Together with Ole and Anfin we drove and threshed for our neighbors that autumn. It was a rather rainy autumn, I do not believe anyone would say that we got to thresh every day. The earth was so soaked that it was especially hard to drag the machine around. But this day we were up north at that Per Nordlenning’s place (not Per Hansa, but a relative of his). I think we had threshed there one day, then we had a thatched roof to lie on, or straw to carry in on the floor to lie on at night. The morning of the 14th (I believe it was Friday) was dark and threatening with rain, and after breakfast, when it was getting light enough to begin working, it began to rain a little, so we stayed there throughout the forenoon and waited, thinking maybe it would stop. But instead it only increased. I stayed until the middle of the day, but then it began to snow instead, a little in the beginning, so that when I had gotten the machine covered, and all of the fixtures in the house or under a covering, I drove the horses and wagon home- the others had left before. The heavy snowfall increased. I do not believe I have ever seen such exceptionally big snowflakes; before I came the four miles home I had the wagon box half-full of wet snow. It was so far rather mild, such did it remain, wet snow as long as it was light out. Forming the working horses, I had a few-year-old foals and 3 cows. I left them in the barn, but some calves were out with Fathers’. Nobody could think about any strong cold front- much less a blizzard this time of year. I guess I thought that all this snow would become water the next day. In that thought we remained in good peace of mind for the night, and in the cellar where we lived we did not hear the terrible storm that had broken loose overnight, nor did we feel any cold before I opened the door in the morning on the 15th of October.

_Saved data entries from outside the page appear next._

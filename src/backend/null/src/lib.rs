//! A software implementation of the native GPU contract.
//!
//! Buffers live in host memory, queues execute command lists synchronously,
//! and pipelines are interpreted [`shader::ShaderBlob`]s. The backend keeps
//! real fence values, budget accounting, and descriptor indirection so the
//! layers above exercise the same paths they would against hardware.

pub mod command;
pub mod device;
pub mod shader;

pub use crate::command::{CommandAllocatorState, CommandList, Queue};
pub use crate::device::{
    CommandAllocator, Device, DescriptorHeap, Fence, Memory, PipelineState, QueryHeap,
};

use rocl_hal as hal;
use rocl_hal::{AdapterInfo, DeviceError, Features, Limits, MemoryBudget};

use std::sync::atomic::{AtomicU64, Ordering};
use std::sync::Arc;
use std::time::Instant;

/// The null backend type.
#[derive(Clone, Copy, Debug, PartialEq, Eq, Hash)]
pub enum Backend {}

impl hal::Backend for Backend {
    type Instance = Instance;
    type Adapter = Adapter;
    type Device = Device;
    type Queue = Queue;
    type Fence = Fence;
    type CommandList = CommandList;
    type CommandAllocator = CommandAllocator;
    type Memory = Memory;
    type DescriptorHeap = DescriptorHeap;
    type PipelineState = PipelineState;
    type QueryHeap = QueryHeap;
}

/// Description of one simulated adapter.
#[derive(Clone, Debug)]
pub struct AdapterOptions {
    pub name: String,
    pub vendor_id: u32,
    pub device_id: u32,
    pub luid: u64,
    pub software: bool,
    pub limits: Limits,
    pub features: Features,
    /// Budget the simulated OS grants the process.
    pub budget: u64,
    pub global_memory: u64,
    pub wave_sizes: (u32, u32),
}

impl Default for AdapterOptions {
    fn default() -> Self {
        AdapterOptions {
            name: "Null Device".to_string(),
            vendor_id: 0x1af4,
            device_id: 0x0001,
            luid: 0x4e55_4c4c,
            software: false,
            limits: Limits::default(),
            features: Features {
                int16_native: true,
                typed_uav_load: true,
                images: true,
                uma: true,
                shader_model: 60,
            },
            budget: 1 << 30,
            global_memory: 4 << 30,
            wave_sizes: (4, 64),
        }
    }
}

impl AdapterOptions {
    /// The software-rasterizer flavor of the default adapter.
    pub fn software() -> Self {
        AdapterOptions {
            name: "Null Software Rasterizer".to_string(),
            device_id: 0x8c,
            vendor_id: 0x1414,
            luid: 0x5741_5250,
            software: true,
            ..AdapterOptions::default()
        }
    }
}

/// Entry point; enumerates whatever adapters it was built with.
#[derive(Debug)]
pub struct Instance {
    adapters: Vec<AdapterOptions>,
}

impl Instance {
    pub fn new(adapters: Vec<AdapterOptions>) -> Self {
        Instance { adapters }
    }
}

impl Default for Instance {
    /// One hardware-flavored adapter plus the software rasterizer, the
    /// shape a real system enumeration produces.
    fn default() -> Self {
        Instance {
            adapters: vec![AdapterOptions::default(), AdapterOptions::software()],
        }
    }
}

impl hal::Instance<Backend> for Instance {
    fn enumerate_adapters(&self) -> Vec<Adapter> {
        self.adapters
            .iter()
            .map(|options| Adapter {
                options: options.clone(),
                usage: Arc::new(AtomicU64::new(0)),
            })
            .collect()
    }
}

/// One simulated GPU.
#[derive(Debug)]
pub struct Adapter {
    options: AdapterOptions,
    // Bytes of resident memory across every device opened from this
    // adapter.
    usage: Arc<AtomicU64>,
}

impl hal::Adapter<Backend> for Adapter {
    fn info(&self) -> AdapterInfo {
        AdapterInfo {
            name: self.options.name.clone(),
            vendor_id: self.options.vendor_id,
            device_id: self.options.device_id,
            luid: self.options.luid,
            software: self.options.software,
        }
    }

    fn features(&self) -> Features {
        self.options.features
    }

    fn limits(&self) -> Limits {
        self.options.limits
    }

    fn memory_budget(&self) -> MemoryBudget {
        MemoryBudget {
            budget: self.options.budget,
            usage: self.usage.load(Ordering::Relaxed),
        }
    }

    fn global_memory_size(&self) -> u64 {
        self.options.global_memory
    }

    fn wave_sizes(&self) -> (u32, u32) {
        self.options.wave_sizes
    }

    fn timestamp_frequency(&self) -> u64 {
        // Timestamps are host nanoseconds.
        1_000_000_000
    }

    fn open(&self) -> Result<hal::Gpu<Backend>, DeviceError> {
        let epoch = Instant::now();
        Ok(hal::Gpu {
            device: Device::new(Arc::clone(&self.usage)),
            queue: Queue::new(epoch),
        })
    }
}
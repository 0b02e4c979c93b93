// OpenAI-compatible chat-completions client.

use anyhow::Context;
use async_trait::async_trait;
use reqwest::Client;
use serde::{Deserialize, Serialize};

use super::{API_KEY_ENV, AdvisorError, Summarizer, build_prompt, require_api_key};
use crate::config::AdvisorSettings;

const SYSTEM_PROMPT: &str = "You are a helpful performance optimization assistant.";

#[derive(Debug, Serialize)]
struct ChatRequest<'a> {
    model: &'a str,
    messages: Vec<ChatMessage>,
    temperature: f32,
    max_tokens: u32,
}

#[derive(Debug, Serialize, Deserialize)]
struct ChatMessage {
    role: String,
    content: String,
}

#[derive(Debug, Deserialize)]
struct ChatResponse {
    choices: Vec<ChatChoice>,
    #[serde(default)]
    usage: Option<serde_json::Value>,
}

#[derive(Debug, Deserialize)]
struct ChatChoice {
    message: ChatMessage,
}

#[derive(Clone)]
pub struct OpenAiAdvisor {
    api_key: String,
    settings: AdvisorSettings,
    client: Client,
}

impl std::fmt::Debug for OpenAiAdvisor {
    fn fmt(&self, f: &mut std::fmt::Formatter<'_>) -> std::fmt::Result {
        f.debug_struct("OpenAiAdvisor")
            .field("model", &self.settings.model)
            .field("base_url", &self.settings.base_url)
            .finish_non_exhaustive()
    }
}

impl OpenAiAdvisor {
    /// Builds the advisor from OPENAI_API_KEY. Fails before any request is
    /// made when the key is absent.
    pub fn from_env(settings: AdvisorSettings) -> Result<Self, AdvisorError> {
        Self::new(std::env::var(API_KEY_ENV).ok(), settings)
    }

    pub fn new(api_key: Option<String>, settings: AdvisorSettings) -> Result<Self, AdvisorError> {
        let api_key = require_api_key(api_key)?;
        let client = Client::builder()
            .timeout(std::time::Duration::from_secs(settings.timeout_secs))
            .user_agent(crate::version::user_agent())
            .build()?;
        Ok(Self {
            api_key,
            settings,
            client,
        })
    }
}

#[async_trait]
impl Summarizer for OpenAiAdvisor {
    fn model_name(&self) -> &str {
        &self.settings.model
    }

    async fn summarize(&self, digest: &str) -> anyhow::Result<String> {
        let req = ChatRequest {
            model: &self.settings.model,
            messages: vec![
                ChatMessage {
                    role: "system".into(),
                    content: SYSTEM_PROMPT.into(),
                },
                ChatMessage {
                    role: "user".into(),
                    content: build_prompt(digest),
                },
            ],
            temperature: self.settings.temperature,
            max_tokens: self.settings.max_tokens,
        };

        let resp = self
            .client
            .post(format!(
                "{}/chat/completions",
                self.settings.base_url.trim_end_matches('/')
            ))
            .bearer_auth(&self.api_key)
            .json(&req)
            .send()
            .await
            .context("chat completions request failed")?;

        if !resp.status().is_success() {
            let status = resp.status();
            let body = resp.text().await.unwrap_or_default();
            tracing::warn!(status = %status, body = %body, "chat completions error");
            anyhow::bail!("chat completions error {}: {}", status, body);
        }

        let chat: ChatResponse = resp
            .json()
            .await
            .context("chat completions response could not be parsed")?;
        tracing::debug!(usage = ?chat.usage, "chat completions response received");

        chat.choices
            .into_iter()
            .next()
            .map(|c| c.message.content)
            .ok_or_else(|| anyhow::anyhow!("chat completions returned no choices"))
    }
}
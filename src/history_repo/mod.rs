// Append-only metrics history on a JSON Lines file.
// Writes are serialized behind one async lock; reads clone an Arc of the
// in-memory entries and never touch the disk.

mod codec;

use crate::models::{Snapshot, SnapshotError};
use std::path::{Path, PathBuf};
use std::sync::{Arc, RwLock};
use tokio::io::AsyncWriteExt;
use tracing::instrument;

#[derive(Debug, thiserror::Error)]
pub enum StoreError {
    #[error(transparent)]
    Malformed(#[from] SnapshotError),
    #[error("history encode: {0}")]
    Encode(#[from] serde_json::Error),
    #[error("history write: {0}")]
    Io(#[from] std::io::Error),
}

#[derive(Default)]
struct WriterState {
    /// The file on disk could not be decoded; the next append replaces it.
    needs_rewrite: bool,
    /// The last record on disk has no trailing newline.
    needs_newline: bool,
}

pub struct HistoryRepo {
    path: PathBuf,
    writer: tokio::sync::Mutex<WriterState>,
    entries: RwLock<Arc<Vec<Snapshot>>>,
}

impl HistoryRepo {
    /// Opens (or lazily creates) the log at `path`. An unreadable or corrupt
    /// log opens as an empty history.
    pub async fn open(path: impl AsRef<Path>) -> anyhow::Result<Self> {
        let path = path.as_ref().to_path_buf();
        if let Some(parent) = path.parent()
            && !parent.as_os_str().is_empty()
        {
            tokio::fs::create_dir_all(parent).await?;
        }
        let (entries, state) = load_log(&path).await;
        tracing::debug!(
            path = %path.display(),
            entries = entries.len(),
            "history opened"
        );
        Ok(Self {
            path,
            writer: tokio::sync::Mutex::new(state),
            entries: RwLock::new(Arc::new(entries)),
        })
    }

    pub fn path(&self) -> &Path {
        &self.path
    }

    /// Appends one snapshot and flushes it to disk before returning.
    #[instrument(skip(self, snapshot), fields(repo = "history", operation = "append"))]
    pub async fn append(&self, snapshot: Snapshot) -> Result<(), StoreError> {
        snapshot.validate()?;
        let mut writer = self.writer.lock().await;

        if writer.needs_rewrite {
            let mut all = self.current().as_ref().clone();
            all.push(snapshot.clone());
            rewrite_log(&self.path, &all).await?;
            *writer = WriterState::default();
            tracing::info!(
                path = %self.path.display(),
                entries = all.len(),
                "history log rewritten"
            );
        } else {
            let mut line = codec::encode_line(&snapshot)?;
            if writer.needs_newline {
                line.insert(0, '\n');
            }
            if let Err(e) = append_line(&self.path, &line).await {
                // A partial write may have left a fragment; rebuild from memory next time.
                writer.needs_rewrite = true;
                return Err(e.into());
            }
            writer.needs_newline = false;
        }

        {
            let mut guard = self.entries.write().unwrap_or_else(|e| e.into_inner());
            Arc::make_mut(&mut *guard).push(snapshot);
        }
        Ok(())
    }

    /// The last `limit` snapshots, oldest first.
    pub fn recent(&self, limit: usize) -> Vec<Snapshot> {
        let entries = self.current();
        let start = entries.len().saturating_sub(limit);
        entries[start..].to_vec()
    }

    /// The newest snapshot and up to `limit` snapshots preceding it (oldest first).
    pub fn latest_with_window(&self, limit: usize) -> Option<(Snapshot, Vec<Snapshot>)> {
        let entries = self.current();
        let (latest, before) = entries.split_last()?;
        let start = before.len().saturating_sub(limit);
        Some((latest.clone(), before[start..].to_vec()))
    }

    pub fn len(&self) -> usize {
        self.current().len()
    }

    pub fn is_empty(&self) -> bool {
        self.len() == 0
    }

    /// Re-reads the log from disk, e.g. after it was truncated externally.
    #[instrument(skip(self), fields(repo = "history", operation = "reload"))]
    pub async fn reload(&self) {
        let mut writer = self.writer.lock().await;
        let (entries, state) = load_log(&self.path).await;
        *writer = state;
        *self.entries.write().unwrap_or_else(|e| e.into_inner()) = Arc::new(entries);
    }

    fn current(&self) -> Arc<Vec<Snapshot>> {
        self.entries
            .read()
            .unwrap_or_else(|e| e.into_inner())
            .clone()
    }
}

/// Returns the decoded entries and how the next append must treat the file.
async fn load_log(path: &Path) -> (Vec<Snapshot>, WriterState) {
    let corrupt = WriterState {
        needs_rewrite: true,
        needs_newline: false,
    };
    let content = match tokio::fs::read_to_string(path).await {
        Ok(c) => c,
        Err(e) if e.kind() == std::io::ErrorKind::NotFound => {
            return (Vec::new(), WriterState::default());
        }
        Err(e) => {
            tracing::warn!(
                error = %e,
                path = %path.display(),
                operation = "load_history",
                "history unreadable, starting empty"
            );
            return (Vec::new(), corrupt);
        }
    };
    match codec::decode_log(&content) {
        Ok(entries) => {
            let state = WriterState {
                needs_rewrite: false,
                needs_newline: !content.is_empty() && !content.ends_with('\n'),
            };
            (entries, state)
        }
        Err(e) => {
            tracing::warn!(
                line = e.line,
                error = %e.reason,
                path = %path.display(),
                operation = "load_history",
                "history corrupt, starting empty"
            );
            (Vec::new(), corrupt)
        }
    }
}

async fn append_line(path: &Path, line: &str) -> std::io::Result<()> {
    let mut file = tokio::fs::OpenOptions::new()
        .create(true)
        .append(true)
        .open(path)
        .await?;
    file.write_all(line.as_bytes()).await?;
    file.sync_data().await
}

/// Write-then-rename so a crash never leaves a half-written log behind.
async fn rewrite_log(path: &Path, snapshots: &[Snapshot]) -> Result<(), StoreError> {
    let content = codec::encode_log(snapshots)?;
    let mut tmp = path.as_os_str().to_owned();
    tmp.push(".tmp");
    let tmp = PathBuf::from(tmp);

    let mut file = tokio::fs::File::create(&tmp).await?;
    file.write_all(content.as_bytes()).await?;
    file.sync_all().await?;
    drop(file);
    tokio::fs::rename(&tmp, path).await?;
    Ok(())
}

We always had some “twisted hay” inside and perhaps a spoon (this was a Sogning) so we fired up the stove, and indeed there was enough smoke that morning in the oven. After a light breakfast I bundled myself in winter clothes and then I was going out to find my calves, but it became another matter. Coming out through the door, the mass of snow came so strongly down over me that I began to lose my breath “gasping for my spirit”. I dared not let go of the wall of the house. Could not see a foot in front of me. I had to crawl inside again. One hour or so later I tried again with the same result, but the 3rd time I got myself free from the house, and got myself after many cold baths in the snow drifts down to Father, where we found our calves safe and sound in the corner, tight against his barn wall, a little leeward of the wind, but the little ones so snowed in that they had to dig them out with a spade and shovel. I do not know how cold it was, but it was terribly cold. The wet mass of snow was now like the finest flour, the whole day it stormed incessantly, not a glimmer of light to see, so it snowed like this, such that the mass that came the day before swirled around in the air. I would not have been able to come as far as to Father were it not for the trees I had planted, they were small then, but on the same ground as now. As evidence that the snow was finely ground and the wind strong, I can tell you that when I came home and began to take off my clothes, I was covered with snow, even in my undershirt. But a winter blizzard, that I had been outside for before, and keeping it warm in the cellar was not so difficult. Because of the dugout we were positively under a large snowdrift. From this time on I always had a shovel inside the house and it happened after that winter that I had to dig myself out by taking some snow in until I got an opening out. The 16th, which I think was Sunday, it was cleared up, but still rather cold, as if it was January. Now we got to see how it looked. The snow was heaped up in large snow drifts around the houses, and in our small forest groves, and in dugouts, otherwise on the flat prairie and on plowed land it could be quite little, just enough to cover the earth so that it did not freeze.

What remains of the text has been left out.